People with multiple sclerosis (MS) rarely get the opportunity to talk to the people who design their medications. But a new collaboration is providing that opportunity to a few of us.
The Accelerated Cure Project for Multiple Sclerosis (ACP) and pharmaceutical manufacturer EMD Serono have begun working together to include patient perspectives as the pharma company develops and evaluates new MS medications.
For the past few years, ACP has produced an online research survey known as iConquerMS. Patients share information about their MS symptoms and experiences with researchers. They also suggest questions for researchers to investigate. From the group of more than 4,600 people with MS who’ve participated in the iConquerMS surveys, eight have been selected to serve on what they’re calling a Patient-Focused Drug Development (PFDD) initiative. (More patients may be added to this small group later.)

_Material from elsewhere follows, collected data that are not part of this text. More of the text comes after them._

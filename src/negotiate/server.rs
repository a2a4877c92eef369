//! Server-side negotiation: per-connection context resolution followed
//! by the negotiation handler proper.

use std::sync::{Arc, Mutex, PoisonError};

use crate::cache::{ProviderHandle, SecretProviderCache};
use crate::context::{ConnectionMetadata, DownstreamTlsContext, TlsContextDescriptor};
use crate::error::Error;
use crate::material;
use crate::negotiate::{
    FallbackNegotiator, NegotiationState, NegotiationStateProbe, StateCell, BUFFER_STAGE,
    NEGOTIATION_STAGE, PLAINTEXT_STAGE, TLS_STAGE,
};
use crate::pipeline::{BufferReads, ConnectionEvent, Stage, StageContext};
use crate::prelude::{debug, info, warn};
use crate::provider::SecretCallback;
use crate::tls_stage::TlsStage;

/// Maps an accepted connection to its downstream TLS context.
///
/// Listener filter-chain matching lives behind this trait; the engine
/// only cares about the resolved context.
pub trait DownstreamContextResolver: Send + Sync {
    /// The context for this connection, or `None` when no filter
    /// matches it.
    fn resolve(&self, metadata: &ConnectionMetadata) -> Option<DownstreamTlsContext>;
}

impl std::fmt::Debug for dyn DownstreamContextResolver {
    fn fmt(&self, f: &mut std::fmt::Formatter<'_>) -> std::fmt::Result {
        f.write_str("DownstreamContextResolver")
    }
}

/// Resolver that hands every connection the same context.
#[derive(Clone, Debug)]
pub struct StaticContextResolver {
    context: Option<DownstreamTlsContext>,
}

impl StaticContextResolver {
    /// Resolves every connection to `context`.
    pub fn new(context: DownstreamTlsContext) -> Self {
        Self {
            context: Some(context),
        }
    }

    /// Resolves no connection; with a fallback configured this means
    /// every connection runs plaintext.
    pub fn none() -> Self {
        Self { context: None }
    }
}

impl DownstreamContextResolver for StaticContextResolver {
    fn resolve(&self, _metadata: &ConnectionMetadata) -> Option<DownstreamTlsContext> {
        self.context.clone()
    }
}

/// First stage a server installs on an accepted connection.
///
/// Waits for [`ConnectionEvent::Established`], resolves the
/// connection's downstream context and swaps itself for either a
/// [`ServerNegotiationHandler`] or, when no TLS is configured and a
/// fallback exists, the fallback's stage. No TLS and no fallback fails
/// the connection with [`Error::NoCertificateSource`].
pub struct HandlerPicker {
    cache: SecretProviderCache,
    resolver: Arc<dyn DownstreamContextResolver>,
    fallback: Option<Arc<dyn FallbackNegotiator>>,
    state: StateCell,
}

impl std::fmt::Debug for HandlerPicker {
    fn fmt(&self, f: &mut std::fmt::Formatter<'_>) -> std::fmt::Result {
        f.debug_struct("HandlerPicker")
            .field("state", &self.state)
            .field("has_fallback", &self.fallback.is_some())
            .finish()
    }
}

impl HandlerPicker {
    /// A picker with no fallback: connections without a TLS context
    /// fail.
    pub fn new(cache: SecretProviderCache, resolver: Arc<dyn DownstreamContextResolver>) -> Self {
        Self {
            cache,
            resolver,
            fallback: None,
            state: StateCell::new(),
        }
    }

    /// Configures how connections without a TLS context proceed.
    pub fn with_fallback(mut self, fallback: Arc<dyn FallbackNegotiator>) -> Self {
        self.fallback = Some(fallback);
        self
    }

    /// A probe observing this connection's negotiation state.
    pub fn probe(&self) -> NegotiationStateProbe {
        NegotiationStateProbe(self.state.clone())
    }
}

impl Stage for HandlerPicker {
    fn on_event(&mut self, ctx: &mut StageContext<'_>, event: ConnectionEvent) {
        if event != ConnectionEvent::Established {
            ctx.forward_event(event);
            return;
        }
        ctx.forward_event(event);

        let descriptor = self
            .resolver
            .resolve(ctx.metadata())
            .and_then(|c| c.into_descriptor());

        match descriptor {
            Some(descriptor) => {
                debug!("downstream context resolved, starting negotiation");
                ctx.replace_self(
                    NEGOTIATION_STAGE,
                    ServerNegotiationHandler::new(
                        self.cache.clone(),
                        descriptor,
                        self.fallback.clone(),
                        self.state.clone(),
                    ),
                );
            }
            None => match &self.fallback {
                Some(fallback) => {
                    info!("no downstream TLS context, falling back");
                    self.state.set(NegotiationState::FellBack);
                    ctx.replace_self(PLAINTEXT_STAGE, fallback.stage());
                }
                None => {
                    warn!("no downstream TLS context and no fallback");
                    self.state.set(NegotiationState::Failed);
                    ctx.forward_error(Error::NoCertificateSource);
                }
            },
        }
    }
}
//! TLS record layer as a pipeline stage.
//!
//! Wraps a sans-IO `rustls::Connection`: ciphertext moves between this
//! stage and the transport side of the pipeline, plaintext between this
//! stage and the application side. The handshake is driven entirely by
//! the reads the pipeline feeds in; there is no socket here.

use std::io::{Read, Write};
use std::sync::Arc;

use bytes::Bytes;
use rustls::pki_types::ServerName;
use rustls::{ClientConfig, ClientConnection, Connection, ServerConfig, ServerConnection};

use crate::error::{Error, Result};
use crate::pipeline::{Stage, StageContext};
use crate::prelude::{debug, error, trace};

/// A negotiated TLS session in the pipeline.
pub struct TlsStage {
    conn: Connection,
}

impl std::fmt::Debug for TlsStage {
    fn fmt(&self, f: &mut std::fmt::Formatter<'_>) -> std::fmt::Result {
        f.debug_struct("TlsStage")
            .field("handshaking", &self.conn.is_handshaking())
            .finish()
    }
}

impl TlsStage {
    /// A client session. `server_name` is the SNI / certificate name to
    /// verify, typically the connection's authority.
    pub fn client(config: Arc<ClientConfig>, server_name: &str) -> Result<Self> {
        let name = ServerName::try_from(server_name.to_string())
            .map_err(|e| Error::HandshakeFailed(format!("invalid server name: {e}")))?;
        let conn = ClientConnection::new(config, name)
            .map_err(|e| Error::HandshakeFailed(e.to_string()))?;
        Ok(Self {
            conn: Connection::Client(conn),
        })
    }

    /// A server session.
    pub fn server(config: Arc<ServerConfig>) -> Result<Self> {
        let conn = ServerConnection::new(config)
            .map_err(|e| Error::HandshakeFailed(e.to_string()))?;
        Ok(Self {
            conn: Connection::Server(conn),
        })
    }

    // Pushes any pending ciphertext (handshake records, alerts,
    // encrypted application data) towards the transport.
    fn flush_tls(&mut self, ctx: &mut StageContext<'_>) {
        let mut out = Vec::new();
        while self.conn.wants_write() {
            if let Err(e) = self.conn.write_tls(&mut out) {
                ctx.forward_error(Error::HandshakeFailed(format!("emitting records: {e}")));
                return;
            }
        }
        if !out.is_empty() {
            trace!("tls stage emitting {} ciphertext byte(s)", out.len());
            ctx.forward_write(Bytes::from(out));
        }
    }

    fn drain_plaintext(&mut self, ctx: &mut StageContext<'_>) {
        let mut buf = [0u8; 4096];
        loop {
            match self.conn.reader().read(&mut buf) {
                Ok(0) => {
                    debug!("tls peer closed the session");
                    ctx.forward_read_complete();
                    return;
                }
                Ok(n) => ctx.forward_read(Bytes::copy_from_slice(&buf[..n])),
                Err(e) if e.kind() == std::io::ErrorKind::WouldBlock => return,
                Err(e) => {
                    ctx.forward_error(Error::HandshakeFailed(format!("reading plaintext: {e}")));
                    return;
                }
            }
        }
    }
}

impl Stage for TlsStage {
    fn on_added(&mut self, ctx: &mut StageContext<'_>) {
        // A client wants to send its Hello before any bytes arrive.
        self.flush_tls(ctx);
    }

    fn on_read(&mut self, ctx: &mut StageContext<'_>, data: Bytes) {
        let mut input = data.as_ref();
        while !input.is_empty() {
            match self.conn.read_tls(&mut input) {
                Ok(0) => break,
                Ok(_) => {}
                Err(e) => {
                    ctx.forward_error(Error::HandshakeFailed(format!("ingesting records: {e}")));
                    return;
                }
            }
        }

        if let Err(e) = self.conn.process_new_packets() {
            error!("tls session failed: {e}");
            // Flush so the close alert rustls queued reaches the peer.
            self.flush_tls(ctx);
            ctx.forward_error(Error::HandshakeFailed(e.to_string()));
            return;
        }

        self.drain_plaintext(ctx);
        self.flush_tls(ctx);
    }

    fn on_read_complete(&mut self, ctx: &mut StageContext<'_>) {
        self.conn.send_close_notify();
        self.flush_tls(ctx);
        ctx.forward_read_complete();
    }

    fn on_write(&mut self, ctx: &mut StageContext<'_>, data: Bytes) {
        // Buffered by rustls until the handshake allows sending.
        if let Err(e) = self.conn.writer().write_all(&data) {
            ctx.forward_error(Error::HandshakeFailed(format!("queueing plaintext: {e}")));
            return;
        }
        self.flush_tls(ctx);
    }
}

The PFDD recently had its first meeting with the EMD people and provided input on a clinical trial that’s in the late stages of being drafted. Accelerated Cure Project COO Sara Loud tells me that specific input was being sought “regarding what’s of interest to people living with MS.” Loud says the patient group will continue to work with EMD for about a year, until the clinical trial begins.
“Those of us living with multiple sclerosis have the most valuable understanding of what matters most when it comes to treatment of this condition,” says iConquerMS’ co-principal investigator and lead patient representative Laura Kolaczkowski, who also is a fellow columnist here at Multiple Sclerosis News Today. “The collaboration between the iConquerMS initiative and EMD Serono is an important opportunity for our collective voices and insights to be heard and to drive real progress in research, drug development, and ultimately in the fight against MS.”
It’s a slow process
Where are things headed?
Sara Loud wrote to me that, “It’s clear that there is a great need and interest with EMD Serono in particular and industry at large to include the perspectives of people living with MS in their work.”
She’s right about her first observation. There is a great need. But I’d like to see pharma companies show a lot more interest.